Note that, given an ideal
I and a word ordering
Ordering, a set of non-zero polynomials
G is called a
Groebner basis of
I with respect to
Ordering if the leading word set
LW{G} generates the leading word ideal
LW(I). The function checks whether a given finite LIST of non-zero polynomials
G is a Groebner basis by using the
Buchberger Criterion, i.e.
G is a Groebner basis if the S-polynomials of all obstructions have the zero normal remainder with respect to
G.
Please note: The function(s) explained on this page is/are using the
ApCoCoAServer. You will have to start the ApCoCoAServer in order to use it/them.

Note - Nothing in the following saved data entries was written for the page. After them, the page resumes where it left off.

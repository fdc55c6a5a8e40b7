//! Trust configuration — read `trust.toml` and build a store from it.

use std::path::{Path, PathBuf};
use std::sync::Arc;
use std::time::Duration;

use anyhow::{bail, Context, Result};
use serde::Deserialize;
use url::Url;

use vdsnc_core::Sha256Digest;
use vdsnc_trust::{Crl, CscaCertificate, FileCache, TrustStore, TrustStoreConfig};

/// The parsed trust configuration file.
#[derive(Debug, Deserialize)]
pub struct TrustConfig {
    /// Directory for the durable CRL cache, relative to the config file.
    pub cache_dir: PathBuf,
    /// Seconds between automatic refresh ticks.
    pub refresh_period_secs: Option<u64>,
    /// Seconds after which an undownloaded CRL counts as overdue.
    pub overdue_after_secs: Option<u64>,
    /// Per-request CRL download timeout in seconds.
    pub http_timeout_secs: Option<u64>,
    /// The configured trust anchors.
    pub csca: Vec<CscaEntry>,
}

/// One `[[csca]]` entry.
#[derive(Debug, Deserialize)]
pub struct CscaEntry {
    /// Path to the certificate (PEM or DER), relative to the config file.
    pub cert: PathBuf,
    /// Expected SHA-256 of the certificate DER, hex.
    pub sha256: String,
    /// CRL download URL. Exactly one of `crl_url` / `crl_file`.
    pub crl_url: Option<String>,
    /// Path to a static CRL file. Exactly one of `crl_url` / `crl_file`.
    pub crl_file: Option<PathBuf>,
}

/// Load and deserialize a [`TrustConfig`] from `path`.
///
/// # Errors
///
/// Returns an error if the file cannot be read or deserialized.
pub fn load_config(path: &Path) -> Result<TrustConfig> {
    let raw = std::fs::read_to_string(path)
        .with_context(|| format!("reading trust config {}", path.display()))?;
    toml::from_str(&raw).context("parsing trust config")
}

/// Build a [`TrustStore`] from the configuration. Paths resolve relative
/// to `base_dir` (normally the config file's directory).
///
/// # Errors
///
/// Returns an error when a certificate cannot be read or parsed, a
/// digest or URL is invalid, or a CSCA entry does not name exactly one
/// CRL source.
pub fn build_store(cfg: &TrustConfig, base_dir: &Path) -> Result<TrustStore> {
    let cache = FileCache::new(base_dir.join(&cfg.cache_dir))
        .context("opening CRL cache directory")?;

    let mut store_config = TrustStoreConfig::default();
    if let Some(secs) = cfg.refresh_period_secs {
        store_config.refresh_period = Duration::from_secs(secs);
    }
    if let Some(secs) = cfg.overdue_after_secs {
        store_config.overdue_after = Duration::from_secs(secs);
    }
    if let Some(secs) = cfg.http_timeout_secs {
        store_config.http_timeout = Some(Duration::from_secs(secs));
    }

    let mut store = TrustStore::new(store_config, Arc::new(cache))?;
    for entry in &cfg.csca {
        let cert_path = base_dir.join(&entry.cert);
        let cert_bytes = std::fs::read(&cert_path)
            .with_context(|| format!("reading CSCA certificate {}", cert_path.display()))?;
        let digest = Sha256Digest::from_hex(&entry.sha256)
            .with_context(|| format!("invalid sha256 for {}", cert_path.display()))?;
        let crl = match (&entry.crl_url, &entry.crl_file) {
            (Some(url), None) => Crl::updating(
                Url::parse(url).with_context(|| format!("invalid CRL URL {url}"))?,
                None,
            ),
            (None, Some(file)) => {
                let crl_path = base_dir.join(file);
                let bytes = std::fs::read(&crl_path)
                    .with_context(|| format!("reading CRL {}", crl_path.display()))?;
                Crl::from_static(bytes)
            }
            _ => bail!(
                "CSCA entry {} must name exactly one of crl_url or crl_file",
                cert_path.display()
            ),
        };
        let csca = CscaCertificate::new(&cert_bytes, digest, crl)
            .with_context(|| format!("parsing CSCA certificate {}", cert_path.display()))?;
        store.add(csca);
    }
    Ok(store)
}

Please set ring environment
coefficient field K,
alphabet (or set of indeterminates)
X and
ordering via the functions
NCo.SetFp,
NCo.SetX and
NCo.SetOrdering, respectively, before using this function. The default coefficient field is
Q, and the default ordering is the length-lexicographic ordering ("LLEX"). For more information, please check the relevant functions.
- @param G: a LIST of non-zero polynomials in K. Each polynomial is represented as a LIST of monomials, which are LISTs of the form [C, W] where W is a word in and C is the coefficient of W. For example, the polynomial f=xy-y+1 is represented as F:=[[1,"xy"], [-1, "y"], [1,""]].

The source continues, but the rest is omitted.